As a little girl, I imagined being a mom nearly every day. I dreamed of being a mom who would play with her kids all day, every day. I knew that I would be the mom who would get dirty, not care about my hair or make up, jump in the pool, play in the mud, and laugh until it hurt.
But being a mom in the 2020’s is HARD. We have been given so much conflicting information and we have been questioned so many times that our motherly instincts feel to scary to trust. We believe deep down that if our child is meeting milestones at different times or our parenting styles differ from our friends’, that somehow one of us is right and one of us is wrong. We feel this overwhelming pressure to not make mistakes, so much so, we have lost our confidence in our ability to be a mother.
With this unreasonable pressure, I have watched some of the funniest and most entertaining friends of mine become lost in motherhood - but in all the wrong ways. The constant battle to meet all of the societal norms is anxiety inducing, hard, and not what we are called to do.
After battling intense anxiety/panic/depression for the past 2+ years, I have finally began to hear an answer to my desperate cries for help.

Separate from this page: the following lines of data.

//! `POST /api/diagnostics`: run the diagnostic suite against the configured bridge.
//!
//! Query parameters:
//! - `format`: `json` (default), `text` or `markdown`
//! - `timeout_secs`: per-test timeout, 1 to 60 (default `[diagnostics] test_timeout_secs`)
//!
//! Runs are serialized; a second request waits for the first to finish.

use std::sync::Arc;
use std::time::Duration;

use axum::extract::{Query, State};
use axum::http::{header, StatusCode};
use axum::response::{IntoResponse, Response};
use axum::Json;
use serde::Deserialize;
use tracing::{error, info};

use super::error_response;
use crate::diagnostics::{run_with_probe, DiagnosticTarget, ReportFormat};
use crate::AppState;

const MAX_TIMEOUT_SECS: u64 = 60;

#[derive(Debug, Default, Deserialize)]
pub struct DiagnosticsQuery {
    pub format: Option<String>,
    pub timeout_secs: Option<u64>,
}

pub async fn run(State(state): State<AppState>, Query(query): Query<DiagnosticsQuery>) -> Response {
    let format = match query.format.as_deref().map(str::parse::<ReportFormat>) {
        None => ReportFormat::Json,
        Some(Ok(format)) => format,
        Some(Err(e)) => return error_response(StatusCode::BAD_REQUEST, e),
    };
    let endpoint = match state.config.endpoint() {
        Ok(endpoint) => endpoint,
        Err(e) => return error_response(StatusCode::CONFLICT, e),
    };
    let timeout = query.timeout_secs.map_or_else(
        || state.config.test_timeout(),
        |secs| Duration::from_secs(secs.clamp(1, MAX_TIMEOUT_SECS)),
    );

    let target = DiagnosticTarget {
        host: endpoint.host,
        port: endpoint.port,
        token: state.config.tunnel.token.clone(),
    };
    info!(host = %target.host, port = target.port, "Running diagnostics");
    let cancel = state.tunnel.orchestrator().shutdown_token().child_token();
    let report = run_with_probe(Arc::clone(&state.probe), &target, timeout, &cancel).await;
    info!(
        score = report.health_score,
        status = report.status.as_str(),
        "Diagnostics finished"
    );

    if format == ReportFormat::Json {
        return Json(report).into_response();
    }
    match report.render(format) {
        Ok(body) => {
            let content_type = if format == ReportFormat::Markdown {
                "text/markdown; charset=utf-8"
            } else {
                "text/plain; charset=utf-8"
            };
            ([(header::CONTENT_TYPE, content_type)], body).into_response()
        }
        Err(e) => {
            error!("Failed to render diagnostic report: {e}");
            error_response(StatusCode::INTERNAL_SERVER_ERROR, e)
        }
    }
}
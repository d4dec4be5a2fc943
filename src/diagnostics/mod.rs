//! On-demand connection diagnostics, independent of the live tunnel.

pub mod probe;
pub mod report;
pub mod runner;

use std::sync::Arc;
use std::time::Duration;

use tokio::time::Instant;
use tokio_util::sync::CancellationToken;

pub use probe::{DiagnosticProbe, DiagnosticSession, WsProbe};
pub use report::{DiagnosticReport, DiagnosticReportGenerator, HealthStatus, RenderError, ReportFormat};
pub use runner::{DiagnosticTarget, DiagnosticTestRunner, TestName, TestResult, TestStatus};

use crate::util::duration_ms;

pub const DEFAULT_TEST_TIMEOUT: Duration = Duration::from_secs(10);

/// Run the full suite with `probe` and score the result.
pub async fn run_with_probe(
    probe: Arc<dyn DiagnosticProbe>,
    target: &DiagnosticTarget,
    test_timeout: Duration,
    cancel: &CancellationToken,
) -> DiagnosticReport {
    let started = Instant::now();
    let results = DiagnosticTestRunner::new(probe, test_timeout)
        .run(target, cancel)
        .await;
    DiagnosticReportGenerator::generate(target, results, duration_ms(started.elapsed()))
}

/// Diagnose `host:port` over a TLS WebSocket at the default tunnel path.
pub async fn run_diagnostics(
    host: &str,
    port: u16,
    token: &str,
    timeout: Option<Duration>,
) -> DiagnosticReport {
    let target = DiagnosticTarget {
        host: host.to_string(),
        port,
        token: token.to_string(),
    };
    run_with_probe(
        Arc::new(WsProbe::default()),
        &target,
        timeout.unwrap_or(DEFAULT_TEST_TIMEOUT),
        &CancellationToken::new(),
    )
    .await
}

#[cfg(test)]
mod tests {
    use super::runner::fake::FakeProbe;
    use super::*;

    #[tokio::test(start_paused = true)]
    async fn scenario_transport_down() {
        let target = DiagnosticTarget {
            host: "bridge.example".into(),
            port: 443,
            token: "opaque-token-0123456789".into(),
        };
        let probe = FakeProbe {
            tcp_ok: false,
            ..FakeProbe::default()
        };
        let report = run_with_probe(
            Arc::new(probe),
            &target,
            DEFAULT_TEST_TIMEOUT,
            &CancellationToken::new(),
        )
        .await;
        assert_eq!(report.health_score, 35);
        for name in [
            TestName::CredentialCheck,
            TestName::TunnelHandshake,
            TestName::PayloadRoundTrip,
            TestName::LatencySampling,
            TestName::ThroughputSampling,
        ] {
            assert_eq!(report.test(name).unwrap().status, TestStatus::NotRun);
        }
    }

    #[tokio::test(start_paused = true)]
    async fn healthy_bridge_scores_excellent() {
        let target = DiagnosticTarget {
            host: "bridge.example".into(),
            port: 443,
            token: "eyJhbGciOiJIUzI1NiJ9.eyJzdWIiOiIxIn0.c2ln".into(),
        };
        let report = run_with_probe(
            Arc::new(FakeProbe::default()),
            &target,
            DEFAULT_TEST_TIMEOUT,
            &CancellationToken::new(),
        )
        .await;
        assert_eq!(report.health_score, 100);
        assert_eq!(report.status, HealthStatus::Excellent);
    }
}
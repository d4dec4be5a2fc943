//! Connection state machine and event history.
//!
//! [`ConnectionStateTracker`] owns the single [`ConnectionRecord`] of a tunnel
//! session. Every accepted transition appends a [`ConnectionEvent`] to a
//! bounded ring buffer and is published on a broadcast channel; rejected
//! transitions leave everything untouched.
//!
//! All mutation goes through one `std::sync::Mutex`, held only for the
//! check-apply-append step and never across an `.await`, so transitions are
//! applied strictly in the order they arrive.

use std::collections::{BTreeMap, VecDeque};
use std::fmt;
use std::sync::Mutex;
use std::time::{Duration, Instant};

use serde::Serialize;
use serde_json::Value;
use tokio::sync::broadcast;
use tracing::{debug, info, warn};
use uuid::Uuid;

use crate::util::now_ms;

/// Capacity of the status broadcast channel.
const STATUS_CHANNEL_CAPACITY: usize = 256;

/// Lifecycle state of a tunnel session.
#[derive(Debug, Clone, Copy, PartialEq, Eq, Hash, Serialize)]
#[serde(rename_all = "snake_case")]
pub enum ConnectionState {
    Idle,
    Connecting,
    Connected,
    Disconnected,
    Reconnecting,
    /// Terminal: automatic recovery gave up or cannot help.
    Error,
    /// Terminal: closed on request.
    Closed,
}

impl ConnectionState {
    pub fn as_str(self) -> &'static str {
        match self {
            Self::Idle => "idle",
            Self::Connecting => "connecting",
            Self::Connected => "connected",
            Self::Disconnected => "disconnected",
            Self::Reconnecting => "reconnecting",
            Self::Error => "error",
            Self::Closed => "closed",
        }
    }

    pub fn is_terminal(self) -> bool {
        matches!(self, Self::Error | Self::Closed)
    }

    /// Whether `self -> next` is an allowed transition.
    pub fn can_transition_to(self, next: Self) -> bool {
        use ConnectionState as S;
        matches!(
            (self, next),
            (S::Idle, S::Connecting)
                | (S::Connecting, S::Connected | S::Disconnected)
                | (S::Connected, S::Disconnected | S::Closed)
                | (S::Disconnected, S::Reconnecting | S::Error | S::Closed)
                | (S::Reconnecting, S::Connected | S::Disconnected)
        )
    }
}
//! Backoff-scheduled reconnection.
//!
//! Delay for attempt `n` (1-based):
//!
//! ```text
//! min(max_delay, base_delay * 2^(n-1)) * (1 + U(-jitter, +jitter))
//! ```
//!
//! with `jitter = 0.3` by default. The loop checks the cancellation token
//! before every attempt and races every sleep against it, so a cancel takes
//! effect mid-delay rather than after the current wait.

use std::fmt::Display;
use std::future::Future;
use std::sync::atomic::{AtomicBool, Ordering};
use std::sync::Arc;
use std::time::Duration;

use rand::Rng;
use serde::Serialize;
use tokio_util::sync::CancellationToken;
use tracing::{debug, info, warn};

/// Exponential backoff with symmetric multiplicative jitter.
#[derive(Debug, Clone, Copy, PartialEq)]
pub struct BackoffPolicy {
    pub base_delay: Duration,
    pub max_delay: Duration,
    /// Jitter fraction in `[0, 1)`; `0.3` means ±30%.
    pub jitter: f64,
}

impl BackoffPolicy {
    pub const DEFAULT_JITTER: f64 = 0.3;

    pub fn new(base_delay: Duration, max_delay: Duration) -> Self {
        Self {
            base_delay,
            max_delay,
            jitter: Self::DEFAULT_JITTER,
        }
    }

    /// `min(max_delay, base_delay * 2^(attempt-1))`, before jitter.
    pub fn raw_delay(&self, attempt: u32) -> Duration {
        let exponent = attempt.saturating_sub(1).min(31);
        self.base_delay
            .saturating_mul(1u32 << exponent)
            .min(self.max_delay)
    }

    /// Raw delay scaled by `1 + jitter * unit`, with `unit` clamped to `[-1, 1]`.
    pub fn jittered(&self, attempt: u32, unit: f64) -> Duration {
        let factor = 1.0 + self.jitter * unit.clamp(-1.0, 1.0);
        self.raw_delay(attempt).mul_f64(factor.max(0.0))
    }

    /// Delay for `attempt` with a fresh random jitter.
    pub fn delay(&self, attempt: u32) -> Duration {
        let unit = rand::rng().random_range(-1.0..=1.0);
        self.jittered(attempt, unit)
    }
}

impl Default for BackoffPolicy {
    fn default() -> Self {
        Self::new(Duration::from_secs(2), Duration::from_secs(60))
    }
}

/// Result of a single attempt within a reconnection cycle.
#[derive(Debug, Clone, Copy, PartialEq, Eq, Serialize)]
#[serde(rename_all = "snake_case")]
pub enum AttemptOutcome {
    Success,
    Failure,
    Cancelled,
}

/// One backoff step: which attempt, how long it waited, how it ended.
#[derive(Debug, Clone, Serialize)]
pub struct ReconnectionAttempt {
    pub attempt_number: u32,
    pub delay_ms: u64,
    pub outcome: AttemptOutcome,
    #[serde(skip_serializing_if = "Option::is_none")]
    pub error: Option<String>,
}

/// Callback receiving every attempt as it completes.
pub type AttemptObserver = Arc<dyn Fn(&ReconnectionAttempt) + Send + Sync>;

/// How a reconnection cycle ended.
#[derive(Debug, Clone, Copy, PartialEq, Eq)]
pub enum ReconnectOutcome {
    Connected { attempts: u32 },
    Exhausted { attempts: u32 },
    Cancelled { attempts: u32 },
    /// Another cycle is already running on this manager.
    AlreadyRunning,
}

impl ReconnectOutcome {
    pub fn succeeded(self) -> bool {
        matches!(self, Self::Connected { .. })
    }

    pub fn attempts(self) -> u32 {
        match self {
            Self::Connected { attempts }
            | Self::Exhausted { attempts }
            | Self::Cancelled { attempts } => attempts,
            Self::AlreadyRunning => 0,
        }
    }
}

/// Attempt budget and first-attempt timing for one reconnection cycle.
#[derive(Debug, Clone, Copy, PartialEq, Eq)]
pub struct ReconnectPlan {
    pub max_attempts: u32,
    /// Skip the backoff delay before attempt 1.
    pub immediate_first: bool,
}

/// Clears the running flag when a cycle ends, however it ends.
struct RunningGuard<'a>(&'a AtomicBool);

impl Drop for RunningGuard<'_> {
    fn drop(&mut self) {
        self.0.store(false, Ordering::Release);
    }
}

/// Runs backoff-scheduled reconnection cycles, one at a time.
pub struct ReconnectionManager {
    policy: BackoffPolicy,
    max_attempts: u32,
    running: AtomicBool,
    observer: Option<AttemptObserver>,
}

impl ReconnectionManager {
    pub fn new(policy: BackoffPolicy, max_attempts: u32) -> Self {
        Self {
            policy,
            max_attempts,
            running: AtomicBool::new(false),
            observer: None,
        }
    }

    /// Attach an observer that sees every attempt.
    #[must_use]
    pub fn with_observer(mut self, observer: AttemptObserver) -> Self {
        self.observer = Some(observer);
        self
    }

    /// The default plan: the configured budget, every attempt delayed.
    pub fn plan(&self) -> ReconnectPlan {
        ReconnectPlan {
            max_attempts: self.max_attempts,
            immediate_first: false,
        }
    }

    pub fn policy(&self) -> &BackoffPolicy {
        &self.policy
    }

    pub fn max_attempts(&self) -> u32 {
        self.max_attempts
    }

    pub fn is_running(&self) -> bool {
        self.running.load(Ordering::Acquire)
    }

    fn observe(&self, attempt_number: u32, delay: Duration, outcome: AttemptOutcome, error: Option<String>) {
        if let Some(observer) = &self.observer {
            observer(&ReconnectionAttempt {
                attempt_number,
                delay_ms: delay.as_millis() as u64,
                outcome,
                error,
            });
        }
    }

    /// Sleep, connect, repeat until success, exhaustion or cancellation.
    ///
    /// `connect` receives the 1-based attempt number.
    pub async fn attempt_reconnection<F, Fut, E>(
        &self,
        cancel: &CancellationToken,
        connect: F,
    ) -> ReconnectOutcome
    where
        F: FnMut(u32) -> Fut,
        Fut: Future<Output = Result<(), E>>,
        E: Display,
    {
        self.attempt_reconnection_with(cancel, self.plan(), connect)
            .await
    }

    /// [`attempt_reconnection`](Self::attempt_reconnection) with an explicit
    /// plan. Shares the single-flight guard with every other cycle on this
    /// manager.
    pub async fn attempt_reconnection_with<F, Fut, E>(
        &self,
        cancel: &CancellationToken,
        plan: ReconnectPlan,
        mut connect: F,
    ) -> ReconnectOutcome
    where
        F: FnMut(u32) -> Fut,
        Fut: Future<Output = Result<(), E>>,
        E: Display,
    {
        if self
            .running
            .compare_exchange(false, true, Ordering::AcqRel, Ordering::Acquire)
            .is_err()
        {
            debug!("Reconnection already in progress, ignoring request");
            return ReconnectOutcome::AlreadyRunning;
        }
        let _guard = RunningGuard(&self.running);

        let max_attempts = plan.max_attempts;
        for attempt in 1..=max_attempts {
            if cancel.is_cancelled() {
                info!(attempt, "Reconnection cancelled");
                self.observe(attempt, Duration::ZERO, AttemptOutcome::Cancelled, None);
                return ReconnectOutcome::Cancelled {
                    attempts: attempt - 1,
                };
            }

            let delay = if attempt == 1 && plan.immediate_first {
                Duration::ZERO
            } else {
                self.policy.delay(attempt)
            };
            info!(
                attempt,
                max_attempts,
                delay_ms = delay.as_millis() as u64,
                "Reconnecting in {:.1}s",
                delay.as_secs_f64()
            );

            tokio::select! {
                biased;
                () = cancel.cancelled() => {
                    info!(attempt, "Reconnection cancelled during backoff");
                    self.observe(attempt, delay, AttemptOutcome::Cancelled, None);
                    return ReconnectOutcome::Cancelled { attempts: attempt - 1 };
                }
                () = tokio::time::sleep(delay) => {}
            }

            let result = tokio::select! {
                biased;
                () = cancel.cancelled() => None,
                r = connect(attempt) => Some(r),
            };

            match result {
                None => {
                    info!(attempt, "Reconnection cancelled during connect");
                    self.observe(attempt, delay, AttemptOutcome::Cancelled, None);
                    return ReconnectOutcome::Cancelled { attempts: attempt };
                }
                Some(Ok(())) => {
                    info!(attempt, "Reconnected");
                    self.observe(attempt, delay, AttemptOutcome::Success, None);
                    return ReconnectOutcome::Connected { attempts: attempt };
                }
                Some(Err(e)) => {
                    warn!(attempt, max_attempts, "Reconnect attempt failed: {e}");
                    self.observe(attempt, delay, AttemptOutcome::Failure, Some(e.to_string()));
                }
            }
        }

        warn!(max_attempts, "Reconnection attempts exhausted");
        ReconnectOutcome::Exhausted {
            attempts: max_attempts,
        }
    }
}
//! Review session over the items that are due right now.
//! Items graded below 3 are repeated in the next round until every item passes.

use tracing::debug;

use super::sm2::Quality;
use super::{ReviewState, StudySet, Timestamp};

/// Undo record for one grading: the item's state before it, plus where the
/// session stood.
#[derive(Clone, Debug)]
struct Graded {
    item: String,
    idx: usize,
    /// `None` when the item was not known before grading.
    previous: Option<ReviewState>,
    passed_before: bool,
    round: Vec<usize>,
    round_index: usize,
    round_number: usize,
}

pub struct ReviewSession {
    items: Vec<String>,
    current_round: Vec<usize>,
    current_index: usize,
    passed: Vec<bool>,
    round_number: usize,
    history: Vec<Graded>,
}

impl ReviewSession {
    /// Creates a session from the due items, in queue order.
    pub fn new(items: Vec<String>) -> Self {
        let indices: Vec<usize> = (0..items.len()).collect();
        let passed = vec![false; items.len()];
        Self {
            items,
            current_round: indices,
            current_index: 0,
            passed,
            round_number: 1,
            history: Vec::new(),
        }
    }

    /// Builds the queue with `StudySet::due`.
    pub fn from_due<T: AsRef<str>>(study: &StudySet, catalogue: &[T], now: Timestamp) -> Self {
        let due = study
            .due(catalogue, now)
            .into_iter()
            .map(|item| item.as_ref().to_string())
            .collect();
        Self::new(due)
    }

    pub fn current_item(&self) -> Option<&str> {
        self.current_round
            .get(self.current_index)
            .and_then(|&idx| self.items.get(idx))
            .map(String::as_str)
    }

    /// Grades the current item and moves on. Returns the new state.
    pub fn grade_current(
        &mut self,
        study: &mut StudySet,
        quality: Quality,
        now: Timestamp,
    ) -> Option<ReviewState> {
        let &idx = self.current_round.get(self.current_index)?;
        let item = self.items.get(idx)?.clone();

        let previous = study.state(&item).copied();
        let next = study.rate(&item, quality, now);
        debug!(item = %item, %quality, interval = next.interval, "graded");

        self.history.push(Graded {
            item,
            idx,
            previous,
            passed_before: self.passed[idx],
            round: self.current_round.clone(),
            round_index: self.current_index,
            round_number: self.round_number,
        });
        self.passed[idx] = quality.score() >= 3;
        self.next_item();
        Some(next)
    }

    /// Reverts the last grading and returns to that item, even when the
    /// grading closed a round. An item that was unknown before it was graded
    /// is unmarked again; otherwise its previous state is put back.
    pub fn undo(&mut self, study: &mut StudySet) -> Option<String> {
        let last = self.history.pop()?;
        match last.previous {
            Some(previous) => study.restore(&last.item, previous),
            None => {
                study.unmark(&last.item);
            }
        }
        self.passed[last.idx] = last.passed_before;
        self.current_round = last.round;
        self.current_index = last.round_index;
        self.round_number = last.round_number;
        Some(last.item)
    }

    pub fn next_item(&mut self) {
        if self.current_index + 1 < self.current_round.len() {
            self.current_index += 1;
        } else {
            self.start_next_round();
        }
    }

    /// Starts a new round with the items that did not pass. When every
    /// item passed the session is complete.
    fn start_next_round(&mut self) {
        let failed: Vec<usize> = self
            .current_round
            .iter()
            .copied()
            .filter(|&idx| !self.passed[idx])
            .collect();

        if failed.is_empty() {
            self.current_index = self.current_round.len();
            return;
        }

        self.current_round = failed;
        self.current_index = 0;
        self.round_number += 1;
        debug!(round = self.round_number, items = self.current_round.len(), "next round");
    }

    pub fn reviewed_count(&self) -> usize {
        self.current_round
            .iter()
            .filter(|&&idx| self.passed[idx])
            .count()
    }

    pub fn total_count(&self) -> usize {
        self.current_round.len()
    }

    pub fn remaining_count(&self) -> usize {
        self.total_count() - self.reviewed_count()
    }

    pub fn round_number(&self) -> usize {
        self.round_number
    }

    pub fn is_completed(&self) -> bool {
        self.current_round.is_empty() || self.reviewed_count() == self.total_count()
    }

    pub fn phase_message(&self) -> String {
        if self.round_number == 1 {
            format!("Round {}: {} items", self.round_number, self.total_count())
        } else {
            format!(
                "Round {} (Retry): {} items to retry",
                self.round_number,
                self.total_count()
            )
        }
    }
}
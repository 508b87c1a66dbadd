pub mod json;
pub mod sync_code;
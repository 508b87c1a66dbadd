//! Error type shared by the study layer, persistence and the CLI.
//!
//! The scheduler itself never fails; these errors only appear at the
//! boundaries where user input, files or the database are involved.

use thiserror::Error;

/// Errors that can occur outside the pure scheduling functions.
#[derive(Debug, Error)]
pub enum SrsError {
    /// A quality score that none of the four rating buttons produce.
    #[error("invalid quality {0}: expected 1 (again), 3 (hard), 4 (good) or 5 (easy)")]
    InvalidQuality(u8),

    /// A rating name that could not be parsed.
    #[error("unknown rating '{0}': expected again, hard, good or easy")]
    UnknownRating(String),

    /// The item is not in the known set.
    #[error("item '{0}' is not marked as known")]
    UnknownItem(String),

    /// A sync code that is not valid base64.
    #[error("invalid sync code: {0}")]
    InvalidSyncCode(String),

    /// A progress file with neither `known` nor `practiced`.
    #[error("invalid progress file: {0}")]
    InvalidSnapshot(String),

    #[error("database error: {0}")]
    Database(#[from] rusqlite::Error),

    #[error("I/O error: {0}")]
    Io(#[from] std::io::Error),

    #[error("JSON error: {0}")]
    Json(#[from] serde_json::Error),

    /// The configuration file exists but is unusable.
    #[error("invalid configuration: {0}")]
    Config(String),
}

pub type Result<T> = std::result::Result<T, SrsError>;
//! Compact sync codes: the known set as a base64 bit array over catalogue
//! positions. Bit `i % 8` of byte `i / 8` is set when the `i`-th catalogue
//! kanji is known. Review state is not carried; it only moves with JSON.

use base64::{Engine, engine::general_purpose::STANDARD as BASE64};

use crate::error::{Result, SrsError};
use crate::models::{Catalogue, StudySet};

pub fn encode_sync_code(catalogue: &Catalogue, study: &StudySet) -> String {
    let mut bytes = vec![0u8; catalogue.len().div_ceil(8)];
    for (i, kanji) in catalogue.items().iter().enumerate() {
        if study.is_known(kanji) {
            bytes[i / 8] |= 1u8 << (i % 8);
        }
    }
    BASE64.encode(bytes)
}

/// Returns the catalogue kanji flagged in `code`, in catalogue order. Bits
/// past the end of the catalogue are ignored, and a short code leaves the
/// remaining kanji unflagged.
pub fn decode_sync_code(catalogue: &Catalogue, code: &str) -> Result<Vec<String>> {
    let bytes = BASE64
        .decode(code.trim())
        .map_err(|e| SrsError::InvalidSyncCode(e.to_string()))?;

    Ok(catalogue
        .items()
        .iter()
        .enumerate()
        .filter(|(i, _)| bytes.get(i / 8).is_some_and(|byte| byte & (1u8 << (i % 8)) != 0))
        .map(|(_, kanji)| kanji.clone())
        .collect())
}

#[cfg(test)]
mod tests {
    use super::*;
    use crate::models::catalogue::KanjiEntry;

    const NOW: i64 = 1_700_000_000_000;

    fn catalogue(kanji: &[&str]) -> Catalogue {
        Catalogue::from_entries(
            kanji
                .iter()
                .enumerate()
                .map(|(i, k)| KanjiEntry {
                    kanji: k.to_string(),
                    frequency: i as u32 + 1,
                })
                .collect(),
        )
    }

    #[test]
    fn test_encode_bit_layout() {
        let catalogue = catalogue(&["日", "一", "人", "大", "年", "二", "本", "中", "長"]);
        let mut study = StudySet::new();
        study.mark_known("日", NOW);
        study.mark_known("人", NOW);
        study.mark_known("長", NOW);

        // byte 0 = 0b0000_0101, byte 1 = 0b0000_0001
        assert_eq!(encode_sync_code(&catalogue, &study), "BQE=");
    }

    #[test]
    fn test_decode_restores_known_set() {
        let catalogue = catalogue(&["日", "一", "人", "大", "年", "二", "本", "中", "長"]);
        let mut study = StudySet::new();
        for kanji in ["一", "中", "長"] {
            study.mark_known(kanji, NOW);
        }

        let code = encode_sync_code(&catalogue, &study);
        let decoded = decode_sync_code(&catalogue, &format!("  {code}\n")).unwrap();
        assert_eq!(decoded, vec!["一", "中", "長"]);
    }

    #[test]
    fn test_decode_short_code() {
        let catalogue = catalogue(&["日", "一", "人", "大", "年", "二", "本", "中", "長"]);
        // one byte, all set: only the first eight kanji
        let decoded = decode_sync_code(&catalogue, "/w==").unwrap();
        assert_eq!(decoded.len(), 8);
        assert!(!decoded.contains(&"長".to_string()));
    }

    #[test]
    fn test_decode_invalid() {
        let catalogue = catalogue(&["日"]);
        assert!(matches!(
            decode_sync_code(&catalogue, "not base64!"),
            Err(SrsError::InvalidSyncCode(_))
        ));
    }

    #[test]
    fn test_empty_catalogue() {
        let catalogue = Catalogue::default();
        assert_eq!(encode_sync_code(&catalogue, &StudySet::new()), "");
        assert!(decode_sync_code(&catalogue, "").unwrap().is_empty());
    }
}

Instead of losing yourself to meet the unreasonable expectations we hear and see all day, every day - I encourage, no I BEG you to commit to lose yourself in love. Showering your children with the joy and peace and love that they so desire, with a genuine heart.
I can’t say that my 8 year old self would give me an A+ for my mom skills, because she didn’t see the value in having healthy meals, a clean house, sleep, shelter - you know…all of the necessities. BUT, I think my 8 year old self would be proud of who I am becoming.
Today, I choose to play pretend without limits of what I know to be “possible.”
Today, I choose to run fast and fall hard.
Today, I choose to splash in the puddles, catch the lizards, and flip my hair upside down in the pool to pretend to be George Washington.
My hope and prayer is that we can all find the time, energy and peace with letting go of all our expectations, and just be free. Have a slumber party with your kid, jump on the trampoline and fail miserably at all of the tricks, get dirty, and laugh. Let your kids, who are growing up in a world with more pressure than we ever experienced, see you prioritize joy. If they see you resting in the truth that there is more to the world than work, a clean house, hectic schedules, and exhaustion - I just HAVE to believe we will begin to raise up a generation who can find comfort in the uncomfortable, make solutions during the chaos, and enjoy the bigger things in life.
PS. Pictures are of my best friend since I was 5 and her two boys just being a mom and showing her kids that her childlike joy is present, and important!